When you’re forced to compete against regions of the world where farming is heavily subsidized – like the European Union and the United States – you need to create extremely efficient operations and a brand that sells itself. New Zealand’s “Silver Fern” country brand graces everything from All Blacks’ jerseys to jars of Manuka honey.
It’s a recognized global brand that any New Zealand business can apply to use provided they’ve been exporting a product or service for a minimum of 12 months. It’s known the world round and is especially popular with the Chinese who consume 30% of New Zealand’s dairy exports. China is the second-largest dairy market after the United States which, unlike other parts of the world, is expected to grow meaningfully in the coming years. Other New Zealand startups like Quantec are also taking advantage of this trend.
While the rest of the countries with sizable dairy and beef exports look on with horror as people stop drinking milk and substitute beef patties with pea patties, LIC sees a market that’s growing in the face of these plant-based headwinds. LIC told us about one unnamed New Zealand butter producer selling into Texas and outselling butter from Texan cows. That’s not just the Silver Fern brand at work, it’s also the appeal of “grass fed.” ESG types eat that stuff right up. While the global industry may be shrinking, LIC sees an opportunity to capture market share. Going into a downturn being the most efficient at what you do is how great companies are made in not so great times.

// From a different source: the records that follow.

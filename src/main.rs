mod classifier;
mod encoder;
mod error;
mod estimate;
mod evaluate;
mod loader;
mod record;
mod split;

use std::{
    path::{Path, PathBuf},
    time::Instant,
};

use anyhow::{Context, Result};
use clap::{Args, Parser, Subcommand};
use tracing::info;
use tracing_subscriber::EnvFilter;

use crate::{
    classifier::NaiveBayes,
    evaluate::{
        EvaluationConfig, EvaluationReport, DEFAULT_PREDICTION_CAP, DEFAULT_SEED,
        DEFAULT_TEST_FRACTION,
    },
    record::{Feature, StudentId},
};

#[derive(Parser)]
#[command(name = "dropout_bayes")]
#[command(about = "Naive-Bayes course dropout prediction", long_about = None)]
struct Cli {
    /// Enrollment and payment records, one student per row
    #[arg(
        short,
        long,
        env = "DROPOUT_BAYES_INPUT",
        default_value = "historic_data_1.csv",
        global = true
    )]
    input: PathBuf,

    /// Suppress in-place progress lines
    #[arg(short, long, global = true)]
    quiet: bool,

    /// Log filter, e.g. `debug` or `dropout_bayes=trace`. Falls back to RUST_LOG.
    #[arg(long, env = "DROPOUT_BAYES_LOG", global = true)]
    log_level: Option<String>,

    #[command(flatten)]
    evaluation: EvaluateArgs,

    #[command(subcommand)]
    command: Option<Commands>,
}

/// Options for `evaluate`, which is also what runs when no subcommand is given.
#[derive(Args, Debug, Clone)]
struct EvaluateArgs {
    #[arg(
        long,
        env = "DROPOUT_BAYES_TEST_FRACTION",
        default_value_t = DEFAULT_TEST_FRACTION,
        global = true
    )]
    test_fraction: f64,

    #[arg(long, env = "DROPOUT_BAYES_SEED", default_value_t = DEFAULT_SEED, global = true)]
    seed: u64,

    #[arg(
        long,
        env = "DROPOUT_BAYES_PREDICTION_CAP",
        default_value_t = DEFAULT_PREDICTION_CAP,
        global = true
    )]
    prediction_cap: usize,
}

#[derive(Subcommand, Debug, Clone, PartialEq)]
enum Commands {
    /// Split the records, predict the test subset and report accuracy
    Evaluate,

    /// Predict a single student against the whole record set
    Predict {
        #[arg(value_name = "STUDENT_ID")]
        student_id: StudentId,
    },

    /// Print the prior and per-feature estimates
    Inspect,
}

impl Cli {
    fn command(&self) -> Commands {
        self.command.clone().unwrap_or(Commands::Evaluate)
    }

    fn evaluation_config(&self) -> EvaluationConfig {
        EvaluationConfig {
            test_fraction: self.evaluation.test_fraction,
            seed: self.evaluation.seed,
            prediction_cap: self.evaluation.prediction_cap,
            progress: !self.quiet,
        }
    }
}

fn init_tracing(log_level: Option<&str>) {
    let filter = match log_level {
        Some(level) => EnvFilter::new(level),
        None => EnvFilter::try_from_default_env()
            .unwrap_or_else(|_| EnvFilter::new("dropout_bayes=info")),
    };

    tracing_subscriber::fmt()
        .with_env_filter(filter)
        .with_writer(std::io::stderr)
        .init();
}

/// Loads `input` and evaluates it. The reported runtime includes the load.
fn run_evaluation(input: &Path, config: &EvaluationConfig) -> Result<EvaluationReport> {
    let start = Instant::now();

    let dataset = loader::load(input, config.progress)
        .with_context(|| format!("failed to load {}", input.display()))?;
    let mut report =
        evaluate::evaluate(&dataset.records, config).context("evaluation failed")?;
    info!(scoring = ?report.elapsed, "evaluation finished");

    report.elapsed = start.elapsed();
    Ok(report)
}

fn print_report(report: &EvaluationReport) {
    println!("Predictions: {}/{}", report.predicted, report.total);
    println!("Correct: {}", report.correct);
    println!("Errors: {}", report.errors);
    println!("Accuracy: {:.2}%", 100.0 * report.accuracy());
    if let Some(sensitivity) = report.confusion.sensitivity() {
        println!("True Positive Rate: {:.2}%", 100.0 * sensitivity);
    }
    if let Some(specificity) = report.confusion.specificity() {
        println!("True Negative Rate: {:.2}%", 100.0 * specificity);
    }
    println!("Runtime: {:.2} seconds", report.elapsed.as_secs_f64());
}

fn main() -> Result<()> {
    let cli = Cli::parse();
    init_tracing(cli.log_level.as_deref());

    let load = || {
        loader::load(&cli.input, !cli.quiet)
            .with_context(|| format!("failed to load {}", cli.input.display()))
    };

    match cli.command() {
        Commands::Evaluate => {
            let report = run_evaluation(&cli.input, &cli.evaluation_config())?;
            print_report(&report);
        }
        Commands::Predict { student_id } => {
            let dataset = load()?;
            let records = &dataset.records;
            let posterior = classifier::posterior(records, student_id)
                .with_context(|| format!("cannot predict student {student_id}"))?;
            let encoders = &dataset.encoders;

            if let Some(record) = records.get(student_id) {
                let evidence = &record.evidence;
                for (encoder, code) in [
                    (&encoders.semester, evidence.semester),
                    (&encoders.term, evidence.term),
                    (&encoders.deadline, evidence.deadline),
                    (&encoders.academic_level, evidence.academic_level),
                ] {
                    println!("{}: {}", encoder.column(), encoder.decode(code).unwrap_or("?"));
                }
            }
            println!("P(dropped) = {:.4}", posterior.dropped);
            println!("P(not dropped) = {:.4}", posterior.not_dropped);
            let predicted = classifier::predict(records, student_id)?;
            println!("Prediction for record {student_id}: {predicted}");
            if let Some(record) = records.get(student_id) {
                println!("Actual label: {}", record.label);
            }
        }
        Commands::Inspect => {
            let dataset = load()?;
            let records = &dataset.records;
            let model = NaiveBayes::fit(records).context("cannot estimate over records")?;
            let prior = model.prior();

            println!("records: {}", records.len());
            for encoder in dataset.encoders.iter() {
                if encoder.is_empty() {
                    println!("{}: (none)", encoder.column());
                } else {
                    println!("{}: {}", encoder.column(), encoder.classes().join(", "));
                }
            }
            println!("prior(dropped) = {prior:.4}");
            println!(
                "{:<18} {:>10} {:>10} {:>10}",
                "feature", "likelihood", "marginal", "posterior"
            );
            for feature in Feature::ALL {
                let likelihood = model.likelihood(feature);
                let marginal = estimate::marginal(records, feature)?;
                let posterior = match estimate::bayes_theorem(prior, likelihood, marginal) {
                    Ok(p) => format!("{p:.4}"),
                    Err(_) => "-".to_string(),
                };
                println!(
                    "{:<18} {:>10.4} {:>10.4} {:>10}",
                    feature.name(),
                    likelihood,
                    marginal,
                    posterior
                );
            }
        }
    }

    Ok(())
}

It would be hard to find somewhere else in the world where such a comprehensive herd management dataset is being collected in such a closed-loop system. Mr. Dion says this is why LIC is the perfect place for startups to come and test their innovations. We spoke with a number of agtech startups that counted LIC as an investor, and they’re all part of a tightly knit community where most founders know each other.
A collaborative ecosystem helps accelerate innovation, and New Zealand’s national herd is producing more milk now than ever before. Being the small country of 4.5 million people that it is, the right people you need to speak with are never very far away. If you’re an agtech investor whose historically been investing in places like San Mateo, you’re missing out on some serious innovation that’s presently on sale at half the valuations you’ve become accustomed to.